From the Lowell Sun:
Atlantic Union College, the small Seventh-day Adventist university that discontinued academic programming this spring due to declining enrollment, is currently in talks with a Chinese company to convert its campus into a preparatory school.
“The college closed its academic programming and now there is a need to go forward and find out some form of future use for the property,” said David Dennis, president of the Southern New England Conference of Seventh-day Adventists. “In their search for an interested party, there was one group that approached Atlantic Union and the Southern New England Conference wondered if there could be some partnership in making a college prep school.
The third party Dennis referred to is Eaglebridge Educational Holdings, a Hong Kong-based company that operates international schools primarily throughout China. According to Dennis, a memorandum of understanding was signed between his conference and Eaglebridge Educational Holdings last month.
1. A number of American colleges will close in the coming years. Bankrupt.
2. Chinese education entrepreneurs currently seek to buy U.S. boarding schools.
a. More Chinese parents want to send their children to U.S. boarding schools.
But American boarding schools limit the # of Chinese kids they admit. Part of that, headmasters tell me, is because the Chinese students are seen as isolated and introverted (more likely to keep to themselves, less likely to play sports).
So there is a shortage of seats.
b. A network of several Chinese private schools might want one American school from a marketing standpoint.
3. Most U.S. boarding schools are non-profits which have no interest in selling.
So there is a shortage of supply.
3b. I know a small private K-8 in New Hampshire. Mom and Pop operation. Declining enrollment: 200 to 130 to 60.

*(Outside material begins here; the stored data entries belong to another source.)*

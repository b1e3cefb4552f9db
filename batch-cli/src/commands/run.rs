use crate::commands::combine::print_report;
use crate::commands::{exit_if_fatal, CatalogArgs, DetectionArgs};
use crate::output;

use std::path::PathBuf;
use std::sync::Arc;
use std::time::Duration;

use clap::Args;
use color_eyre::Result;
use tokio_util::sync::CancellationToken;

use batch_service::config::{default_workers, DEFAULT_TOOL};
use batch_service::execution::events::progress_channel;
use batch_service::{
    combine_outputs, Classification, DispatchOutcome, Dispatcher, DispatcherConfig, ExecutionEvent,
    JobExpander, LogLevel, ProcessRunner, RunConfig, RunSummary,
};

/// Exit status after an interruption (128 + SIGINT)
const EXIT_INTERRUPTED: i32 = 130;

/// Settled-job interval between progress lines for successful jobs
const PROGRESS_EVERY: usize = 100;

/// Run descriptor extraction over a dataset
#[derive(Args, Debug)]
pub struct RunArgs {
    /// Directory scanned recursively for images
    #[arg(long, value_name = "DIR", default_value = "dataset")]
    pub dataset: PathBuf,

    /// Directory receiving per-job and combined outputs
    #[arg(long, short = 'o', value_name = "DIR", default_value = "results")]
    pub output: PathBuf,

    /// Extraction tool (path, or name looked up on PATH)
    #[arg(long, value_name = "PATH", default_value = DEFAULT_TOOL)]
    pub tool: PathBuf,

    /// Number of parallel workers (default: available CPUs)
    #[arg(long, short = 'j', value_name = "N")]
    pub workers: Option<usize>,

    /// Per-job timeout in seconds; expired jobs count as hard failures
    #[arg(long, value_name = "SECS")]
    pub timeout: Option<u64>,

    /// Skip writing the combined result files
    #[arg(long)]
    pub no_combine: bool,

    #[command(flatten)]
    pub catalog: CatalogArgs,

    #[command(flatten)]
    pub detection: DetectionArgs,
}

impl RunArgs {
    fn to_config(&self) -> Result<RunConfig> {
        let mut config = RunConfig::new(&self.dataset, &self.output);
        config.tool = self.tool.clone();
        config.workers = self.workers.unwrap_or_else(default_workers);
        config.descriptor_ids = self.catalog.descriptors.clone();
        config.catalog_path = self.catalog.catalog.clone();
        config.timeout = self.timeout.map(Duration::from_secs);
        config.rule = self.detection.rule()?;
        config.combine = !self.no_combine;
        Ok(config)
    }
}

pub async fn execute(args: RunArgs) -> Result<()> {
    let config = args.to_config()?;

    // Nothing is created on disk until the configuration checks out
    output::status("Preparing", &format!("{}", config.dataset_dir.display()));
    let prepared = config.prepare().map_err(exit_if_fatal)?;

    let ids: Vec<String> = prepared.catalog.descriptors.iter().map(|d| d.id.to_string()).collect();
    output::info(&format!("Descriptors: [{}]", ids.join(", ")));
    output::info(&format!("Found {} image files to process", prepared.images.len()));

    tokio::fs::create_dir_all(&config.output_dir).await?;

    let jobs = JobExpander::expand(&prepared.catalog, &prepared.images, &config.output_dir);
    output::info(&format!(
        "Total job combinations: {} (images x descriptors x parameter combinations)",
        jobs.len()
    ));

    let cancel = CancellationToken::new();
    let signal_token = cancel.clone();
    tokio::spawn(async move {
        if tokio::signal::ctrl_c().await.is_ok() {
            signal_token.cancel();
        }
    });

    let (tx, mut rx) = progress_channel();
    let dispatcher = Dispatcher::new(
        DispatcherConfig {
            workers: config.workers,
            tool: prepared.tool.clone(),
            timeout: config.timeout,
        },
        Arc::new(ProcessRunner::new()),
        config.rule.clone(),
    )
    .with_progress(tx);

    // Spawn dispatch in background
    let dispatch_handle = tokio::spawn(async move { dispatcher.run(jobs, cancel).await });

    // Process events in the foreground
    while let Some(event) = rx.recv().await {
        render_event(&event);
    }

    let (tally, errors) = match dispatch_handle.await?? {
        DispatchOutcome::Completed { tally, errors } => (tally, errors),
        DispatchOutcome::Interrupted { errors, .. } => {
            output::warning(&format!("Interrupted with {}", errors));
            std::process::exit(EXIT_INTERRUPTED);
        }
    };

    match errors.persist(&config.output_dir).await {
        Ok(paths) => {
            for path in paths {
                output::dim(&format!("  Wrote {}", path.display()));
            }
        }
        Err(e) => output::error(&e.to_string()),
    }

    if config.combine {
        output::status("Combining", &format!("{}", config.output_dir.display()));
        match combine_outputs(prepared.catalog.clone(), config.output_dir.clone()).await {
            Ok(report) => print_report(&report),
            Err(e) => output::error(&format!("Failed to combine results: {}", e)),
        }
    }

    print!("{}", RunSummary::new(tally, errors.snapshot()));
    println!("\nIndividual results saved to {}/", config.output_dir.display());

    Ok(())
}

fn render_event(event: &ExecutionEvent) {
    match event {
        ExecutionEvent::RunStarted { total_jobs, workers } => {
            println!();
            output::header(&format!("Processing {} jobs with {} workers", total_jobs, workers));
        }

        ExecutionEvent::JobCompleted {
            label,
            classification,
            settled,
            total,
            ..
        } => {
            let prefix = output::progress(*settled, *total);
            if *classification == Classification::AnomalousNumeric {
                output::warning(&format!("{} Numeric output from {}", prefix, label));
            } else if settled % PROGRESS_EVERY == 0 || settled == total {
                output::dim(&format!("  {} processed", prefix));
            }
        }

        ExecutionEvent::HardFailure {
            label,
            exit_code,
            stderr,
            timed_out,
            settled,
            total,
            ..
        } => {
            let reason = if *timed_out {
                "timed out".to_string()
            } else {
                match exit_code {
                    Some(code) => format!("exit code {}", code),
                    None => "could not run".to_string(),
                }
            };
            output::failure(&format!(
                "{} Failed to process {} ({})",
                output::progress(*settled, *total),
                label,
                reason
            ));
            for line in stderr.lines().filter(|l| !l.trim().is_empty()).take(3) {
                output::dim(&format!("        | {}", line));
            }
        }

        ExecutionEvent::PersistenceFailed { path, message } => {
            output::error(&format!("Could not write {}: {}", path.display(), message));
        }

        ExecutionEvent::AnomalySnapshot { snapshot } => {
            output::info(&snapshot.to_string());
        }

        ExecutionEvent::RunInterrupted { submitted, total } => {
            println!();
            output::warning(&format!(
                "Processing interrupted by user ({} of {} jobs submitted)",
                submitted, total
            ));
        }

        ExecutionEvent::RunCompleted {
            total,
            completed,
            failed,
            duration,
            ..
        } => {
            println!();
            let message = format!(
                "{} of {} jobs completed in {:.2}s",
                completed,
                total,
                duration.as_secs_f64()
            );
            if *failed == 0 {
                output::success(&message);
            } else {
                output::failure(&format!("{}, {} failed", message, failed));
            }
        }

        ExecutionEvent::Log { level, message } => match level {
            LogLevel::Error => output::error(message),
            LogLevel::Warning => output::warning(message),
        },
    }
}
// Output Classification
// Decides whether a run succeeded, failed, or silently returned a status code

use regex::Regex;
use serde::{Deserialize, Serialize};
use std::fmt;

/// Header line the extraction tool prints before its payload
pub const DEFAULT_HEADER_LINE: &str = "Descriptor XML:";

/// A payload consisting of nothing but ASCII decimal digits
pub const DEFAULT_NUMERIC_PATTERN: &str = r"^[0-9]+$";

/// Outcome class of a single job
#[derive(Debug, Clone, Copy, PartialEq, Eq, Hash, Serialize, Deserialize)]
#[serde(rename_all = "snake_case")]
pub enum Classification {
    /// Zero exit with a structured payload
    Success,
    /// Zero exit, but the payload is a bare numeric code
    AnomalousNumeric,
    /// Non-zero exit, spawn failure or timeout
    HardFailure,
}

impl Classification {
    pub fn as_str(&self) -> &'static str {
        match self {
            Classification::Success => "success",
            Classification::AnomalousNumeric => "anomalous-numeric",
            Classification::HardFailure => "hard-failure",
        }
    }
}

impl fmt::Display for Classification {
    fn fmt(&self, f: &mut fmt::Formatter<'_>) -> fmt::Result {
        f.write_str(self.as_str())
    }
}

/// Framing of the numeric-output anomaly.
///
/// Leading lines that are a JSON metadata object or one of `header_lines` are
/// discarded, blank lines are ignored, and the remaining payload is anomalous
/// when it is exactly one line matching `numeric_pattern`.
#[derive(Debug, Clone)]
pub struct DetectionRule {
    header_lines: Vec<String>,
    skip_json_metadata: bool,
    numeric_pattern: Regex,
}

impl DetectionRule {
    pub fn new(
        header_lines: Vec<String>,
        skip_json_metadata: bool,
        numeric_pattern: &str,
    ) -> Result<Self, regex::Error> {
        Ok(Self {
            header_lines,
            skip_json_metadata,
            numeric_pattern: Regex::new(numeric_pattern)?,
        })
    }

    /// Replace the header lines that are stripped before the payload
    pub fn with_header_lines(mut self, header_lines: Vec<String>) -> Self {
        self.header_lines = header_lines;
        self
    }

    /// Replace the pattern a lone payload line must match to be anomalous
    pub fn with_numeric_pattern(mut self, pattern: &str) -> Result<Self, regex::Error> {
        self.numeric_pattern = Regex::new(pattern)?;
        Ok(self)
    }

    /// Classify captured output. Pure: no I/O, same input gives same answer.
    pub fn classify(&self, exit_code: Option<i32>, stdout: &str) -> Classification {
        if exit_code != Some(0) {
            return Classification::HardFailure;
        }

        if self.is_numeric_payload(stdout) {
            Classification::AnomalousNumeric
        } else {
            Classification::Success
        }
    }

    /// Whether the payload left after header stripping is a lone numeric line
    pub fn is_numeric_payload(&self, text: &str) -> bool {
        match self.payload_lines(text).as_slice() {
            [only] => self.numeric_pattern.is_match(only),
            _ => false,
        }
    }

    /// Non-blank lines remaining once leading metadata/header lines are dropped
    pub fn payload_lines<'a>(&self, text: &'a str) -> Vec<&'a str> {
        let mut in_header = true;
        text.lines()
            .map(str::trim)
            .filter(|line| !line.is_empty())
            .filter(|line| {
                if in_header && self.is_header_line(line) {
                    return false;
                }
                in_header = false;
                true
            })
            .collect()
    }

    fn is_header_line(&self, line: &str) -> bool {
        if self.header_lines.iter().any(|h| h.trim() == line) {
            return true;
        }
        self.skip_json_metadata
            && line.starts_with('{')
            && serde_json::from_str::<serde_json::Map<String, serde_json::Value>>(line).is_ok()
    }
}

impl Default for DetectionRule {
    fn default() -> Self {
        Self {
            header_lines: vec![DEFAULT_HEADER_LINE.to_string()],
            skip_json_metadata: true,
            numeric_pattern: Regex::new(DEFAULT_NUMERIC_PATTERN)
                .expect("default numeric pattern is a valid regex"),
        }
    }
}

They put the school up for sale a few months ago. At least 5 Chinese bidders, and zero American bidders.
But there aren’t many of even these types of schools.
Buy a college to get the real estate, plus (hopefully) to convert its college accreditation into a high school accreditation (rather than waiting for 3-4 years), plus perhaps even some faculty.
We’ll see more of this.
Similar thing here. Old IBM campus.
Similar story here – with lawsuits.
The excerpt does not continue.